The baby was mine too. Our blood. Our making. Our responsibility.
I’d had little time to process this information. Willa was back. Willa was pregnant.
I needed a moment to get past the first wave of reaction -- the white-hot flash of possession, the immediate question of why the hell she hadn’t come to me sooner, the slightly less immediate question of what the hell I was supposed to do with any of this.
Needed them to settle into the kind of clear thinking that had nothing to do with how it had felt to watch her walk through the door, her eyes wary and her chin up.
She’d try to leave again. Once she’d stabilized, once she’d gotten what she needed from the club’s resources, she’d start looking for the exit.
I knew it as surely as my own name. She’d done it once already -- slipped out in the dark without a word, leaving nothing behind but the ghost of warmth on the sheets.

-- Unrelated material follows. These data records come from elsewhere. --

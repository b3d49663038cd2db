use anyhow::Result;
use std::collections::BTreeSet;
use std::time::Duration;

use motionwatch::config::PipelineConfig;
use motionwatch::detect::build_background_model;
use motionwatch::ingest::{MemorySource, SyntheticScene, SyntheticSource};
use motionwatch::{
    run_streaming, Activity, BlobExtractor, Frame, FrameResult, FrameSource, Pipeline,
    PipelineError, SourceStats, StopHandle, TrackState,
};

fn run_scene(name: &str) -> (Vec<FrameResult>, motionwatch::RunSummary) {
    let scene = SyntheticScene::named(name).expect("built-in scene");
    run(SyntheticSource::new(scene))
}

fn run(mut source: impl FrameSource) -> (Vec<FrameResult>, motionwatch::RunSummary) {
    let mut pipeline = Pipeline::new(PipelineConfig::default()).expect("default config");
    pipeline.run(&mut source).expect("run");
    pipeline.finish()
}

fn final_label(results: &[FrameResult], track_id: u64) -> Option<Activity> {
    results
        .last()?
        .tracks
        .iter()
        .find(|t| t.id == track_id)?
        .label
        .as_ref()
        .map(|l| l.activity)
}

/// Yields `good` frames of the walker scene, then fails to decode.
struct TruncatedSource {
    inner: SyntheticSource,
    good: u64,
    produced: u64,
}

impl FrameSource for TruncatedSource {
    fn name(&self) -> &str {
        "truncated"
    }

    fn next_frame(&mut self) -> Result<Option<Frame>> {
        if self.produced == self.good {
            return Err(PipelineError::Decode {
                frame_index: Some(self.produced),
                reason: "corrupt packet".to_string(),
            }
            .into());
        }
        self.produced += 1;
        self.inner.next_frame()
    }

    fn stats(&self) -> SourceStats {
        SourceStats {
            frames_produced: self.produced,
            location: "truncated".to_string(),
        }
    }
}

fn truncated(good: u64) -> TruncatedSource {
    TruncatedSource {
        inner: SyntheticSource::new(SyntheticScene::named("walker").expect("walker")),
        good,
        produced: 0,
    }
}

#[test]
fn walker_is_one_confirmed_track_from_first_appearance() {
    let scene = SyntheticScene::named("walker").expect("walker");
    let mut pipeline = Pipeline::new(PipelineConfig::default()).unwrap();
    let summary = pipeline.run(&mut SyntheticSource::new(scene)).unwrap();

    assert_eq!(summary.frames_processed, 70);
    assert_eq!(summary.tracks_created, 1);
    assert_eq!(summary.tracks_confirmed, 1);
    assert!(summary.aborted.is_none());

    let track = &pipeline.tracker().tracks()[0];
    assert_eq!(track.id(), 1);
    assert_eq!(track.state(), TrackState::Confirmed);
    assert_eq!(track.first_frame(), 10);
    assert_eq!(track.last_frame(), 69);
    assert!(track.history().iter().all(|entry| entry.observed));
}

#[test]
fn walker_walks_and_runner_runs() {
    let (results, summary) = run_scene("walker");
    assert_eq!(final_label(&results, 1), Some(Activity::Walking));
    let report = &results.last().unwrap().tracks[0];
    assert!((report.velocity.0 - 2.0).abs() < 0.5, "vx {}", report.velocity.0);
    assert!(report.velocity.1.abs() < 0.5);
    assert!(summary.labels.walking > 0);
    assert_eq!(summary.labels.running, 0);

    let (results, summary) = run_scene("runner");
    assert_eq!(final_label(&results, 1), Some(Activity::Running));
    assert_eq!(summary.labels.walking, 0);
}

#[test]
fn stationary_object_ends_standing() {
    let scene = SyntheticScene::named("idle").expect("idle").with_frames(50);
    let (results, _) = run(SyntheticSource::new(scene));
    let label = results
        .last()
        .and_then(|r| r.tracks.first())
        .and_then(|t| t.label.clone())
        .expect("idle track is labelled");
    assert_eq!(label.activity, Activity::Standing);
    assert!(label.confidence > 0.9, "confidence {}", label.confidence);
    assert!(label.mean_speed < 0.5);
}

#[test]
fn empty_scene_has_no_tracks() {
    let (results, summary) = run_scene("empty");
    assert_eq!(summary.total_detections, 0);
    assert_eq!(summary.tracks_created, 0);
    assert!(results.iter().all(|r| r.tracks.is_empty()));
}

#[test]
fn crossing_objects_never_merge() {
    let (results, summary) = run_scene("crossing");
    assert_eq!(summary.tracks_created, 2);
    assert_eq!(summary.peak_tracks, 2);
    for result in results.iter().filter(|r| r.frame_index >= 10) {
        assert_eq!(result.detection_count, 2, "frame {}", result.frame_index);
        let ids: Vec<u64> = result.tracks.iter().map(|t| t.id).collect();
        assert_eq!(ids, vec![1, 2], "frame {}", result.frame_index);
    }
    // Track 1 is the upper object throughout.
    for result in &results {
        if let Some(upper) = result.tracks.iter().find(|t| t.id == 1) {
            assert!(upper.centroid.1 < 60.0);
        }
    }
}

#[test]
fn same_input_gives_same_digest() {
    let (_, first) = run_scene("crossing");
    let (_, second) = run_scene("crossing");
    assert_eq!(first.digest, second.digest);
    assert_eq!(first, second);

    let (_, other) = run_scene("walker");
    assert_ne!(first.digest, other.digest);
}

#[test]
fn track_ids_strictly_increase_and_are_never_reused() {
    let scene = SyntheticScene::new(160, 120, 80)
        .with_object(
            motionwatch::ingest::SceneObject::moving(10.0, 20.0, 2.0, 0.0, 10, 20)
                .starting_at(10)
                .ending_at(30),
        )
        .with_object(
            motionwatch::ingest::SceneObject::moving(10.0, 80.0, 2.0, 0.0, 10, 20)
                .starting_at(45),
        );
    let (results, summary) = run(SyntheticSource::new(scene));

    let mut seen = BTreeSet::new();
    let mut highest = 0;
    for result in &results {
        let ids: Vec<u64> = result.tracks.iter().map(|t| t.id).collect();
        assert!(ids.windows(2).all(|w| w[0] < w[1]), "ids ordered");
        for id in ids {
            if seen.insert(id) {
                assert!(id > highest, "new id {} after {}", id, highest);
                highest = id;
            }
        }
    }
    assert_eq!(summary.tracks_created, 2);
    assert_eq!(summary.tracks_terminated, 1);
    assert_eq!(seen.into_iter().collect::<Vec<_>>(), vec![1, 2]);
}

#[test]
fn accepted_detections_are_a_subset_of_candidates() {
    let config = PipelineConfig::default();
    let mut background = build_background_model(&config.background);
    let blobs = BlobExtractor::new(
        config.min_blob_area,
        config.detection_threshold,
        config.blob.morphology_radius,
    );
    let mut source = SyntheticSource::new(SyntheticScene::named("crossing").unwrap());
    while let Some(frame) = source.next_frame().unwrap() {
        let mask = background.update(&frame).unwrap();
        let accepted = blobs.extract(&mask);
        let candidates = blobs.candidates(&mask);
        assert!(accepted.len() <= candidates.len());
        assert!(accepted.iter().all(|d| candidates.contains(d)));
        assert!(accepted
            .iter()
            .all(|d| d.confidence >= config.detection_threshold && d.area >= config.min_blob_area));
    }
}

#[test]
fn decode_failure_keeps_earlier_results() {
    let (results, summary) = run(truncated(25));
    assert_eq!(results.len(), 25);
    assert_eq!(summary.frames_processed, 25);
    let reason = summary.aborted.expect("run aborted");
    assert!(reason.contains("corrupt packet"));
    assert_eq!(results.last().map(|r| r.frame_index), Some(24));
}

#[test]
fn streaming_decode_failure_delivers_frames_before_it() {
    let mut delivered = Vec::new();
    let summary = run_streaming(
        truncated(20),
        PipelineConfig::default(),
        StopHandle::new(),
        |result| {
            delivered.push(result.frame_index);
            Ok(())
        },
    )
    .unwrap();
    assert_eq!(delivered, (0..20).collect::<Vec<u64>>());
    assert!(summary.aborted.is_some());
}

#[test]
fn frame_with_wrong_size_is_skipped() {
    let mut source = SyntheticSource::new(SyntheticScene::named("walker").unwrap().with_frames(30));
    let mut frames = Vec::new();
    while let Some(frame) = source.next_frame().unwrap() {
        frames.push(frame);
    }
    frames[20] = Frame::new(20, Duration::from_millis(800), 32, 32, 1, vec![0u8; 32 * 32]).unwrap();

    let (results, summary) = run(MemorySource::new("resized", frames));
    assert_eq!(summary.frames_processed, 29);
    assert_eq!(summary.frames_skipped, 1);
    assert!(summary.aborted.is_none());
    assert!(results.iter().all(|r| r.frame_index != 20));
    assert_eq!(summary.tracks_created, 1);
    let last = results.last().unwrap();
    assert_eq!(last.tracks.len(), 1);
    assert_eq!(last.tracks[0].id, 1);
}

#[test]
fn frame_limit_stops_the_run() {
    let mut config = PipelineConfig::default();
    config.ingest.max_frames = 12;
    let mut pipeline = Pipeline::new(config).unwrap();
    let summary = pipeline
        .run(&mut SyntheticSource::new(SyntheticScene::named("walker").unwrap()))
        .unwrap();
    assert_eq!(summary.frames_processed, 12);
    assert!(summary.aborted.is_none());
}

It was what people like her did. People who knew how to disappear, how to make themselves into questions rather than answers.
Not this time.
The thought landed clean and hard, a decision made before I’d realized I was making it.
Not this time. Not with my child in her belly, not with my blood in her veins, not after four months of wondering where she’d gone and if I’d see her again and why she’d left at all.

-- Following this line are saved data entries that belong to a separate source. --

//! Frame and mask containers.
//!
//! - `Frame`: immutable raster with sequence index and timestamp. Pixel bytes
//!   are shared (`Arc<[u8]>`) so handing a frame between the ingest thread and
//!   the orchestrator never copies pixel data.
//! - `ForegroundMask`: binary per-pixel classification of one frame.
//! - `ReorderBuffer`: restores frame-index order before frames reach the
//!   tracker.

use anyhow::Result;
use image::GrayImage;
use std::collections::BTreeMap;
use std::sync::Arc;
use std::time::Duration;

use crate::ingest::normalize::{self, PixelFormat};
use crate::PipelineError;

/// Mask value for a foreground pixel.
pub const FOREGROUND: u8 = 255;
/// Mask value for a background pixel.
pub const BACKGROUND: u8 = 0;

// ----------------------------------------------------------------------------
// Frame
// ----------------------------------------------------------------------------

#[derive(Clone, Debug)]
pub struct Frame {
    index: u64,
    timestamp: Duration,
    width: u32,
    height: u32,
    channels: u8,
    data: Arc<[u8]>,
}

impl Frame {
    /// Build a frame from interleaved 8-bit pixels (1, 3 or 4 channels).
    ///
    /// Buffer/dimension mismatches are decode errors.
    pub fn new(
        index: u64,
        timestamp: Duration,
        width: u32,
        height: u32,
        channels: u8,
        data: Vec<u8>,
    ) -> Result<Self> {
        let format = PixelFormat::from_channels(channels).ok_or_else(|| PipelineError::Decode {
            frame_index: Some(index),
            reason: format!("unsupported channel count {}", channels),
        })?;
        normalize::validate_len(&data, width, height, format).map_err(|reason| {
            PipelineError::Decode {
                frame_index: Some(index),
                reason,
            }
        })?;
        if width == 0 || height == 0 {
            return Err(PipelineError::Decode {
                frame_index: Some(index),
                reason: "frame has zero area".to_string(),
            }
            .into());
        }
        Ok(Self {
            index,
            timestamp,
            width,
            height,
            channels,
            data: data.into(),
        })
    }

    /// Build a frame from NV12 planes, converting to RGB24.
    pub fn from_nv12(
        index: u64,
        timestamp: Duration,
        width: u32,
        height: u32,
        data: &[u8],
    ) -> Result<Self> {
        let rgb = normalize::normalize_to_rgb(data, width, height, PixelFormat::Nv12).map_err(
            |e| PipelineError::Decode {
                frame_index: Some(index),
                reason: e.to_string(),
            },
        )?;
        Self::new(index, timestamp, width, height, 3, rgb)
    }

    pub fn index(&self) -> u64 {
        self.index
    }

    pub fn timestamp(&self) -> Duration {
        self.timestamp
    }

    pub fn width(&self) -> u32 {
        self.width
    }

    pub fn height(&self) -> u32 {
        self.height
    }

    pub fn channels(&self) -> u8 {
        self.channels
    }

    pub fn pixels(&self) -> &[u8] {
        &self.data
    }

    pub fn pixel_count(&self) -> usize {
        self.width as usize * self.height as usize
    }

    /// Luminance plane (BT.601), one value per pixel in raster order.
    pub fn luma(&self) -> Vec<f32> {
        let format = PixelFormat::from_channels(self.channels).unwrap_or(PixelFormat::Gray8);
        normalize::luma_plane(&self.data, format)
    }

}

// ----------------------------------------------------------------------------
// ForegroundMask
// ----------------------------------------------------------------------------

/// Binary mask with the dimensions of its source frame. Foreground pixels are
/// `FOREGROUND`, everything else `BACKGROUND`.
#[derive(Clone, Debug, PartialEq, Eq)]
pub struct ForegroundMask {
    frame_index: u64,
    width: u32,
    height: u32,
    pixels: Vec<u8>,
}

impl ForegroundMask {
    /// All-background mask.
    pub fn empty(frame_index: u64, width: u32, height: u32) -> Self {
        Self {
            frame_index,
            width,
            height,
            pixels: vec![BACKGROUND; width as usize * height as usize],
        }
    }

    /// Build from one flag per pixel in raster order.
    pub fn from_flags(
        frame_index: u64,
        width: u32,
        height: u32,
        flags: impl IntoIterator<Item = bool>,
    ) -> Self {
        let pixels: Vec<u8> = flags
            .into_iter()
            .map(|fg| if fg { FOREGROUND } else { BACKGROUND })
            .collect();
        debug_assert_eq!(pixels.len(), width as usize * height as usize);
        Self {
            frame_index,
            width,
            height,
            pixels,
        }
    }

    pub fn frame_index(&self) -> u64 {
        self.frame_index
    }

    pub fn width(&self) -> u32 {
        self.width
    }

    pub fn height(&self) -> u32 {
        self.height
    }

    pub fn is_foreground(&self, x: u32, y: u32) -> bool {
        if x >= self.width || y >= self.height {
            return false;
        }
        self.pixels[(y * self.width + x) as usize] == FOREGROUND
    }

    pub fn set(&mut self, x: u32, y: u32, foreground: bool) {
        if x < self.width && y < self.height {
            self.pixels[(y * self.width + x) as usize] =
                if foreground { FOREGROUND } else { BACKGROUND };
        }
    }

    /// Number of foreground pixels.
    pub fn count(&self) -> usize {
        self.pixels.iter().filter(|&&p| p == FOREGROUND).count()
    }

    pub fn is_empty(&self) -> bool {
        self.count() == 0
    }

    pub fn to_gray_image(&self) -> GrayImage {
        GrayImage::from_raw(self.width, self.height, self.pixels.clone())
            .unwrap_or_else(|| GrayImage::new(self.width, self.height))
    }

    pub fn from_gray_image(frame_index: u64, image: &GrayImage) -> Self {
        let pixels = image
            .as_raw()
            .iter()
            .map(|&p| if p > 0 { FOREGROUND } else { BACKGROUND })
            .collect();
        Self {
            frame_index,
            width: image.width(),
            height: image.height(),
            pixels,
        }
    }
}

// ----------------------------------------------------------------------------
// ReorderBuffer
// ----------------------------------------------------------------------------

/// Releases frames strictly in ascending index order.
///
/// Frames may be decoded out of order (parallel decoders, batched
/// preprocessing). The buffer holds early frames until the expected index
/// arrives. When `capacity` frames are waiting the gap is declared lost and
/// the lowest waiting frame is released, so a dropped frame never stalls the
/// run. Frames older than the last released index are discarded.
pub struct ReorderBuffer {
    pending: BTreeMap<u64, Frame>,
    next_index: u64,
    capacity: usize,
    dropped: u64,
}

impl ReorderBuffer {
    pub fn new(capacity: usize) -> Self {
        Self::starting_at(capacity, 0)
    }

    pub fn starting_at(capacity: usize, first_index: u64) -> Self {
        Self {
            pending: BTreeMap::new(),
            next_index: first_index,
            capacity: capacity.max(1),
            dropped: 0,
        }
    }

    /// Queue a frame. Returns false when the frame is stale or duplicated.
    pub fn push(&mut self, frame: Frame) -> bool {
        let index = frame.index();
        if index < self.next_index || self.pending.contains_key(&index) {
            log::warn!(
                "reorder buffer: discarding stale frame {} (expecting {})",
                index,
                self.next_index
            );
            self.dropped += 1;
            return false;
        }
        self.pending.insert(index, frame);
        true
    }

    /// Next frame in order, if it can be released.
    pub fn pop_ready(&mut self) -> Option<Frame> {
        if let Some(frame) = self.pending.remove(&self.next_index) {
            self.next_index += 1;
            return Some(frame);
        }
        if self.pending.len() >= self.capacity {
            let (&lowest, _) = self.pending.iter().next()?;
            log::warn!(
                "reorder buffer: frames {}..{} never arrived, skipping ahead",
                self.next_index,
                lowest
            );
            let frame = self.pending.remove(&lowest)?;
            self.next_index = lowest + 1;
            return Some(frame);
        }
        None
    }

    /// Release everything still waiting, in order. Used at end of stream.
    pub fn drain(&mut self) -> Vec<Frame> {
        let frames: Vec<Frame> = std::mem::take(&mut self.pending).into_values().collect();
        if let Some(last) = frames.last() {
            self.next_index = last.index() + 1;
        }
        frames
    }

    pub fn len(&self) -> usize {
        self.pending.len()
    }

    pub fn is_empty(&self) -> bool {
        self.pending.is_empty()
    }

    /// Stale or duplicate frames discarded so far.
    pub fn dropped(&self) -> u64 {
        self.dropped
    }
}

#[cfg(test)]
mod tests {
    use super::*;

    fn gray_frame(index: u64) -> Frame {
        Frame::new(index, Duration::ZERO, 4, 2, 1, vec![0u8; 8]).unwrap()
    }

    #[test]
    fn frame_rejects_length_mismatch() {
        let err = Frame::new(3, Duration::ZERO, 4, 4, 3, vec![0u8; 10]).unwrap_err();
        match crate::pipeline_error(&err) {
            Some(PipelineError::Decode { frame_index, .. }) => assert_eq!(*frame_index, Some(3)),
            other => panic!("expected decode error, got {:?}", other),
        }
    }

    #[test]
    fn frame_rejects_unknown_channel_count() {
        assert!(Frame::new(0, Duration::ZERO, 1, 1, 2, vec![0u8; 2]).is_err());
    }

    #[test]
    fn nv12_frame_with_odd_size_is_a_decode_error() {
        let err = Frame::from_nv12(0, Duration::ZERO, 3, 1, &[0u8; 4]).unwrap_err();
        assert!(matches!(
            crate::pipeline_error(&err),
            Some(PipelineError::Decode { frame_index: Some(0), .. })
        ));

        let frame = Frame::from_nv12(1, Duration::ZERO, 2, 2, &[128u8; 6]).unwrap();
        assert_eq!(frame.channels(), 3);
        assert_eq!(frame.pixels(), &[128u8; 12][..]);
    }

    #[test]
    fn luma_of_rgb_frame() {
        let frame = Frame::new(0, Duration::ZERO, 1, 1, 3, vec![255, 255, 255]).unwrap();
        let luma = frame.luma();
        assert_eq!(luma.len(), 1);
        assert!((luma[0] - 255.0).abs() < 0.01);
    }

    #[test]
    fn mask_round_trips_through_gray_image() {
        let mut mask = ForegroundMask::empty(5, 3, 3);
        mask.set(1, 1, true);
        let image = mask.to_gray_image();
        let back = ForegroundMask::from_gray_image(5, &image);
        assert_eq!(back, mask);
        assert_eq!(back.count(), 1);
        assert!(back.is_foreground(1, 1));
        assert!(!back.is_foreground(9, 9));
    }

    #[test]
    fn reorder_buffer_restores_order() {
        let mut buf = ReorderBuffer::new(8);
        buf.push(gray_frame(2));
        buf.push(gray_frame(0));
        buf.push(gray_frame(1));

        let order: Vec<u64> = std::iter::from_fn(|| buf.pop_ready())
            .map(|f| f.index())
            .collect();
        assert_eq!(order, vec![0, 1, 2]);
        assert!(buf.is_empty());
    }

    #[test]
    fn reorder_buffer_skips_lost_frame_when_full() {
        let mut buf = ReorderBuffer::new(2);
        buf.push(gray_frame(1));
        assert!(buf.pop_ready().is_none());
        buf.push(gray_frame(2));
        assert_eq!(buf.pop_ready().map(|f| f.index()), Some(1));
        assert_eq!(buf.pop_ready().map(|f| f.index()), Some(2));
        // Frame 0 shows up late and is discarded.
        assert!(!buf.push(gray_frame(0)));
        assert_eq!(buf.dropped(), 1);
    }

    #[test]
    fn reorder_buffer_drains_in_order() {
        let mut buf = ReorderBuffer::new(16);
        buf.push(gray_frame(7));
        buf.push(gray_frame(4));
        let drained: Vec<u64> = buf.drain().iter().map(|f| f.index()).collect();
        assert_eq!(drained, vec![4, 7]);
    }
}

She’d walked back into my life with her pride intact and her defenses up, and I wasn’t letting her walk out again.
My mind locked into decision mode -- the gear I shifted into when something needed handling and I was the one to handle it. No more circling. No more questions that didn’t have answers yet. This wasn’t temporary anymore. I was already choosing the outcome.
I’d have to talk to Beast. The club had rules about situations like this -- not written down but clear enough that everyone knew the score.
A brother’s child, a brother’s responsibility.
A brother’s woman, a brother’s to protect.
She’d be given space at the compound, medical care, whatever she needed, but there would be expectations in return.
Mine to manage. Mine to make sure she understood.
I’d have to figure out what she wanted. Why she’d come back at all when she’d been so careful to leave no trace of herself the first time. What had happened in the four months since she’d walked out of my room and my life?
I’d have to decide what happened next. What kind of father I was going to be. What kind of man I was going to be to her. What kind of future we were going to build on the foundation of one night and one child and the gravity that had pulled us together in the first place.
One thing at a time.
I walked to the door and put my hand on the knob.
The day was nearly gone, the club’s business waiting on my attention, a hundred details that needed handling before I went to bed.
I set them all aside, pushed them into the part of my mind that would keep track until I could get back to them.
Right now, there was only this woman. This moment.
I needed to find out exactly what I was dealing with.